Recall: What percentage of relevant documents are retrieved.
Precision: What percentage of retrieved documents are relevant.

Relevance

When is a document relevant?

User's judgment.
No clear automatable answer based on the query and the document collection.
If there were an automatable answer => 100% recall, 100% precision.

Vector Space Model

A high-dimensionality vector space is constructed consisting of one dimension for every unique term found in the document collection.

Documents and queries are represented by vectors.
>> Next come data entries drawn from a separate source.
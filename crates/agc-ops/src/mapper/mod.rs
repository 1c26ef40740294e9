//! The four gamma mapping variants.
//!
//! Every variant is a plain parameter struct implementing [`GammaMapper`]:
//! it precomputes its context (statistics, classification, weighted CDF)
//! once per call and then rewrites the brightness channel in a single
//! pass. Parameters are immutable; nothing persists between calls.
//!
//! - [`Agc`] - classic adaptive gamma correction
//! - [`AgcIe`] - image-enhancement variant (full four-class curve)
//! - [`Agcwd`] - adaptive gamma correction with weighting distribution
//! - [`Iagcwd`] - improved AGCWD for brightness-distorted images

mod agc;
mod agcie;
mod agcwd;
mod iagcwd;

pub use agc::Agc;
pub use agcie::AgcIe;
pub use agcwd::Agcwd;
pub use iagcwd::Iagcwd;

use crate::classify::Contrast;
use crate::stats::ChannelStats;
use crate::AgcResult;
use agc_core::Channel;

/// A content-adaptive gamma mapping applied to a brightness channel.
///
/// `transform` either rewrites every sample or fails before touching any:
/// degenerate statistics (flat channel, vanishing histogram spread) abort
/// with [`AgcError::DegenerateInput`](crate::AgcError::DegenerateInput)
/// instead of writing NaN pixels.
pub trait GammaMapper {
    /// Short variant name, used for logging.
    fn name(&self) -> &'static str;

    /// Remaps the brightness channel in place.
    fn transform(&self, brightness: &mut Channel) -> AgcResult<()>;
}

/// Mapping exponent shared by [`Agc`] and [`AgcIe`].
///
/// Low contrast: `-log2(sigma)`. High contrast:
/// `exp((1 - (mean + sigma)) / 2)`. Callers must reject `sigma == 0`
/// first; `-log2(0)` is infinite.
pub(crate) fn select_gamma(stats: &ChannelStats, contrast: Contrast) -> f64 {
    match contrast {
        Contrast::Low => -stats.std_dev.log2(),
        Contrast::High => ((1.0 - (stats.mean + stats.std_dev)) / 2.0).exp(),
    }
}
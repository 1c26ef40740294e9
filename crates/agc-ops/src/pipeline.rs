//! Enhancement orchestrator.

use crate::mapper::GammaMapper;
use crate::AgcResult;
use agc_core::Image;
use tracing::{debug, trace};

/// Runs a gamma mapper over an image's brightness channel.
///
/// Decomposes the image into brightness plus chroma, remaps the
/// brightness with `mapper` and recombines in the original colorspace.
/// Chroma planes pass through untouched, so hue and saturation are
/// preserved exactly (up to the sRGB round trip for RGB inputs).
///
/// The input image is never mutated; on any error the caller still holds
/// the unmodified original.
///
/// # Errors
///
/// - [`AgcError::Core`](crate::AgcError::Core) if the image cannot be
///   decomposed (CMYK) or reassembled.
/// - [`AgcError::DegenerateInput`](crate::AgcError::DegenerateInput) or
///   [`AgcError::InvalidParameter`](crate::AgcError::InvalidParameter)
///   surfaced from the mapper.
pub fn enhance<M>(image: &Image, mapper: &M) -> AgcResult<Image>
where
    M: GammaMapper + ?Sized,
{
    trace!(
        width = image.width(),
        height = image.height(),
        colorspace = %image.colorspace(),
        mapper = mapper.name(),
        "enhance"
    );
    let mut parts = image.decompose()?;
    mapper.transform(&mut parts.brightness)?;
    let out = parts.recombine()?;
    debug!(mapper = mapper.name(), "enhance done");
    Ok(out)
}
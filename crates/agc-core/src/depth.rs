//! Quantum depth of image samples.
//!
//! Samples are stored normalized to `[0, 1]` regardless of the source
//! format; [`BitDepth`] records which discrete grid they were quantized
//! on. Histogram extraction and the level-indexed remap tables in
//! `agc-ops` use it to recover integer intensity levels.

/// Bit depth of the originating image data.
#[derive(Debug, Clone, Copy, PartialEq, Eq, Default)]
pub enum BitDepth {
    /// 8 bits per channel (levels 0..=255).
    #[default]
    Eight,
    /// 16 bits per channel (levels 0..=65535).
    Sixteen,
}

impl BitDepth {
    /// Number of bits per channel.
    #[inline]
    pub const fn bits(self) -> u32 {
        match self {
            Self::Eight => 8,
            Self::Sixteen => 16,
        }
    }

    /// Maximum representable level (quantum): 255 or 65535.
    #[inline]
    pub const fn qmax(self) -> f64 {
        match self {
            Self::Eight => 255.0,
            Self::Sixteen => 65535.0,
        }
    }

    /// Number of discrete levels: 256 or 65536.
    #[inline]
    pub const fn levels(self) -> usize {
        match self {
            Self::Eight => 256,
            Self::Sixteen => 65536,
        }
    }
}

#[cfg(test)]
mod tests {
    use super::*;

    #[test]
    fn test_qmax() {
        assert_eq!(BitDepth::Eight.qmax(), 255.0);
        assert_eq!(BitDepth::Sixteen.qmax(), 65535.0);
    }

    #[test]
    fn test_levels() {
        assert_eq!(BitDepth::Eight.levels(), 256);
        assert_eq!(BitDepth::Sixteen.levels(), 65536);
    }

    #[test]
    fn test_default_is_eight() {
        assert_eq!(BitDepth::default(), BitDepth::Eight);
    }
}
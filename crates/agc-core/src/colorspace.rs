//! Colorspace tags and RGB/HSB conversion.
//!
//! The enhancement pipeline only ever rewrites the brightness plane of an
//! HSB decomposition, so the conversions here are limited to what that
//! requires: sRGB to HSB and back, with grayscale passing through
//! untouched. Hue is stored normalized to `[0, 1]` (degrees / 360) so all
//! three HSB planes share the same sample range.

/// Runtime colorspace tag carried by [`Image`](crate::Image).
#[derive(Debug, Clone, Copy, PartialEq, Eq, Default)]
pub enum ColorSpace {
    /// Colorspace not recorded; treated as sRGB when decomposing.
    #[default]
    Undefined,
    /// Single-plane grayscale.
    Gray,
    /// 3-channel sRGB.
    Srgb,
    /// 3-channel hue/saturation/brightness.
    Hsb,
    /// 4-channel CMYK. Carried as a tag only; not decomposable.
    Cmyk,
}

impl ColorSpace {
    /// Number of planes an image in this colorspace carries.
    #[inline]
    pub const fn channel_count(self) -> usize {
        match self {
            Self::Gray => 1,
            Self::Undefined | Self::Srgb | Self::Hsb => 3,
            Self::Cmyk => 4,
        }
    }

    /// Human-readable name.
    #[inline]
    pub const fn name(self) -> &'static str {
        match self {
            Self::Undefined => "undefined",
            Self::Gray => "gray",
            Self::Srgb => "sRGB",
            Self::Hsb => "HSB",
            Self::Cmyk => "CMYK",
        }
    }

    /// Whether a brightness plane can be extracted from this colorspace.
    #[inline]
    pub const fn is_decomposable(self) -> bool {
        !matches!(self, Self::Cmyk)
    }
}

impl std::fmt::Display for ColorSpace {
    fn fmt(&self, f: &mut std::fmt::Formatter<'_>) -> std::fmt::Result {
        f.write_str(self.name())
    }
}

/// Convert an RGB pixel to HSB.
///
/// All components are in `[0, 1]`; hue is normalized (degrees / 360).
/// Achromatic pixels (max == min) get hue 0.
///
/// # Example
///
/// ```
/// use agc_core::rgb_to_hsb;
///
/// let [h, s, b] = rgb_to_hsb([1.0, 0.0, 0.0]);
/// assert_eq!((h, s, b), (0.0, 1.0, 1.0)); // pure red
/// ```
#[inline]
pub fn rgb_to_hsb(rgb: [f32; 3]) -> [f32; 3] {
    let [r, g, b] = rgb;
    let max = r.max(g).max(b);
    let min = r.min(g).min(b);
    let delta = max - min;

    let v = max;
    let s = if max > 0.0 { delta / max } else { 0.0 };

    let h = if delta <= 0.0 {
        0.0
    } else if max == r {
        ((g - b) / delta).rem_euclid(6.0)
    } else if max == g {
        (b - r) / delta + 2.0
    } else {
        (r - g) / delta + 4.0
    };

    [h / 6.0, s, v]
}

/// Convert an HSB pixel to RGB.
///
/// Hue is normalized (degrees / 360); out-of-range hue wraps.
///
/// # Example
///
/// ```
/// use agc_core::hsb_to_rgb;
///
/// let rgb = hsb_to_rgb([1.0 / 3.0, 1.0, 1.0]); // 120 degrees
/// assert!((rgb[1] - 1.0).abs() < 1e-6); // pure green
/// ```
#[inline]
pub fn hsb_to_rgb(hsb: [f32; 3]) -> [f32; 3] {
    let [h, s, v] = hsb;
    let c = v * s;
    let h_prime = (h.rem_euclid(1.0)) * 6.0;
    let x = c * (1.0 - ((h_prime % 2.0) - 1.0).abs());

    let (r1, g1, b1) = if h_prime < 1.0 {
        (c, x, 0.0)
    } else if h_prime < 2.0 {
        (x, c, 0.0)
    } else if h_prime < 3.0 {
        (0.0, c, x)
    } else if h_prime < 4.0 {
        (0.0, x, c)
    } else if h_prime < 5.0 {
        (x, 0.0, c)
    } else {
        (c, 0.0, x)
    };

    let m = v - c;
    [r1 + m, g1 + m, b1 + m]
}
The coordinate value along each dimension is a weight, typically based on the number of occurrences of the term in the document or query.

Documents and queries may be matched by vector comparison operations.

Distance measures.
Cosine similarity measures.

Text Analysis

Extraction of the term vector from a text.

Term candidates:: lexical elements extracted from a document that may be used as terms.
Stop words: are commonly occurring words deleted from the list of term candidates.
Stemming: may be used to reduce the dimensionality by combining words that only differ in suffix.
Frequency: the number of occurrences of a word in a document.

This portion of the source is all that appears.